Feature Selection of Diabetic Retinopathy Disease Using Particle Swarm Optimization and Neural Network

Penulis
Dosen:
  1. ASTI HERLIANA
  2. TONI ARIFIN
  3. SARI SUSANTI
Eksternal:
  1. Agung Baitul Hikmah
Tanggal Terbit
07 Agustus 2018
Kategori
Jurnal Internasional Bereputasi [Lainnya]
Penerbit
IEEE Xplore
Kota / Negara
Medan / Indonesia
Halaman
-
E-ISBN
10.1109/CITSM.2018.8674295
URL
https://ieeexplore.ieee.org/abstract/document/8674295
Abstrak
Currently, there are many medical experts who face difficulty in conducting early detection for diabetic retinopathy. This occurs because it is difficult to recognize the early symptoms of this disease. In order for this disease to be detected early, an accurate classification method is required. Data mining concept is one alternative in conducting classification. This study was conducting by applying particle swarm optimization (PSO) method to select the best Diabetic Retinopathy feature based on diabetic retinopathy dataset.
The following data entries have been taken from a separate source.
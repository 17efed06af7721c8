/// Keep-alive pinger: GET a health URL on a fixed interval and keep
/// success statistics, so an idle hosted service is never put to sleep.
use crate::config::KeepAliveConfig;
use chrono::{DateTime, Local};
use serde::Serialize;
use std::time::{Duration, Instant};

#[derive(Debug)]
pub enum KeepAliveError {
    Client { source: reqwest::Error },
}

impl std::fmt::Display for KeepAliveError {
    fn fmt(&self, f: &mut std::fmt::Formatter<'_>) -> std::fmt::Result {
        match self {
            KeepAliveError::Client { source } => write!(f, "failed to build HTTP client: {source}"),
        }
    }
}

impl std::error::Error for KeepAliveError {
    fn source(&self) -> Option<&(dyn std::error::Error + 'static)> {
        match self {
            KeepAliveError::Client { source } => Some(source),
        }
    }
}

/// Result of a single ping.
#[derive(Debug, Clone, PartialEq, Eq)]
pub enum PingOutcome {
    /// The endpoint answered 200.
    Healthy,
    /// The endpoint answered with another status.
    BadStatus(u16),
    /// No answer within the timeout.
    Timeout,
    /// Connection refused, DNS failure and the like.
    Network(String),
}

impl PingOutcome {
    pub fn is_healthy(&self) -> bool {
        matches!(self, PingOutcome::Healthy)
    }
}

impl std::fmt::Display for PingOutcome {
    fn fmt(&self, f: &mut std::fmt::Formatter<'_>) -> std::fmt::Result {
        match self {
            PingOutcome::Healthy => write!(f, "healthy"),
            PingOutcome::BadStatus(status) => write!(f, "status {status}"),
            PingOutcome::Timeout => write!(f, "timed out"),
            PingOutcome::Network(reason) => write!(f, "network error: {reason}"),
        }
    }
}

/// Resolved pinger settings: `[keep_alive]` plus command-line overrides.
#[derive(Debug, Clone)]
pub struct KeepAliveSettings {
    pub url: String,
    pub interval: Duration,
    pub timeout: Duration,
    /// Log a stats line every this many pings; 0 disables it.
    pub stats_every: u64,
}

impl KeepAliveSettings {
    pub fn resolve(
        config: &KeepAliveConfig,
        url: Option<String>,
        interval_secs: Option<u64>,
        timeout_secs: Option<u64>,
    ) -> Self {
        Self {
            url: url.unwrap_or_else(|| config.url.clone()),
            interval: Duration::from_secs(interval_secs.unwrap_or(config.interval_secs)),
            timeout: Duration::from_secs(timeout_secs.unwrap_or(config.timeout_secs)),
            stats_every: config.stats_every,
        }
    }
}

/// Counters over every ping since the pinger started.
#[derive(Debug, Clone)]
pub struct PingStats {
    started_at: DateTime<Local>,
    started: Instant,
    last_ping: Option<DateTime<Local>>,
    total: u64,
    failed: u64,
}

/// Serializable view of [`PingStats`].
#[derive(Debug, Clone, Serialize)]
pub struct StatsSnapshot {
    pub start_time: DateTime<Local>,
    pub uptime_seconds: f64,
    pub uptime_formatted: String,
    pub last_ping: Option<DateTime<Local>>,
    pub total_pings: u64,
    pub failed_pings: u64,
    pub success_rate: f64,
}

impl PingStats {
    pub fn new() -> Self {
        Self {
            started_at: Local::now(),
            started: Instant::now(),
            last_ping: None,
            total: 0,
            failed: 0,
        }
    }

    pub fn record(&mut self, outcome: &PingOutcome) {
        self.total += 1;
        self.last_ping = Some(Local::now());
        if !outcome.is_healthy() {
            self.failed += 1;
        }
    }

    pub fn total(&self) -> u64 {
        self.total
    }

    #[cfg(test)]
    pub fn failed(&self) -> u64 {
        self.failed
    }

    /// Percentage of healthy pings, rounded to two decimals; 0 before the first ping.
    pub fn success_rate(&self) -> f64 {
        if self.total == 0 {
            return 0.0;
        }
        let rate = (self.total - self.failed) as f64 / self.total as f64 * 100.0;
        (rate * 100.0).round() / 100.0
    }

    pub fn snapshot(&self) -> StatsSnapshot {
        let uptime = self.started.elapsed();
        StatsSnapshot {
            start_time: self.started_at,
            uptime_seconds: uptime.as_secs_f64(),
            uptime_formatted: crate::status::format_duration(uptime.as_secs()),
            last_ping: self.last_ping,
            total_pings: self.total,
            failed_pings: self.failed,
            success_rate: self.success_rate(),
        }
    }
}

impl Default for PingStats {
    fn default() -> Self {
        Self::new()
    }
}

fn stats_due(total: u64, every: u64) -> bool {
    every > 0 && total > 0 && total % every == 0
}

pub struct KeepAlive {
    client: reqwest::Client,
    settings: KeepAliveSettings,
    stats: PingStats,
}

impl KeepAlive {
    pub fn new(settings: KeepAliveSettings) -> Result<Self, KeepAliveError> {
        let client = reqwest::Client::builder()
            .timeout(settings.timeout)
            .build()
            .map_err(|e| KeepAliveError::Client { source: e })?;
        Ok(Self {
            client,
            settings,
            stats: PingStats::new(),
        })
    }

    #[cfg(test)]
    pub fn stats(&self) -> &PingStats {
        &self.stats
    }

    /// Send one GET and record the outcome.
    pub async fn ping(&mut self) -> PingOutcome {
        let outcome = match self.client.get(&self.settings.url).send().await {
            Ok(resp) if resp.status() == reqwest::StatusCode::OK => PingOutcome::Healthy,
            Ok(resp) => PingOutcome::BadStatus(resp.status().as_u16()),
            Err(e) if e.is_timeout() => PingOutcome::Timeout,
            Err(e) => PingOutcome::Network(e.to_string()),
        };
        self.stats.record(&outcome);

        match &outcome {
            PingOutcome::Healthy => tracing::info!(url = %self.settings.url, "ping ok"),
            PingOutcome::BadStatus(_) => {
                tracing::warn!(url = %self.settings.url, outcome = %outcome, "ping failed")
            }
            PingOutcome::Timeout | PingOutcome::Network(_) => {
                tracing::error!(url = %self.settings.url, outcome = %outcome, "ping failed")
            }
        }

        if stats_due(self.stats.total(), self.settings.stats_every) {
            let snapshot = self.stats.snapshot();
            tracing::info!(
                total_pings = snapshot.total_pings,
                failed_pings = snapshot.failed_pings,
                success_rate = snapshot.success_rate,
                uptime = %snapshot.uptime_formatted,
                "keep-alive stats"
            );
        }
        outcome
    }

    /// Ping immediately, then once per interval, until the process is killed.
    pub async fn run(mut self) {
        tracing::info!(
            url = %self.settings.url,
            interval_secs = self.settings.interval.as_secs(),
            timeout_secs = self.settings.timeout.as_secs(),
            "keep-alive started"
        );
        loop {
            self.ping().await;
            tokio::time::sleep(self.settings.interval).await;
        }
    }
}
Then, the selected feature is further classified using classification method of neural network. The study result show that there is an increase in result by applying neural network based particle swarm optimization (PSO) of 76.11%. This study also show that there is an increase in classification result by using feature selection method of 4.35% from previous result of 71.76% by only applying neural network method.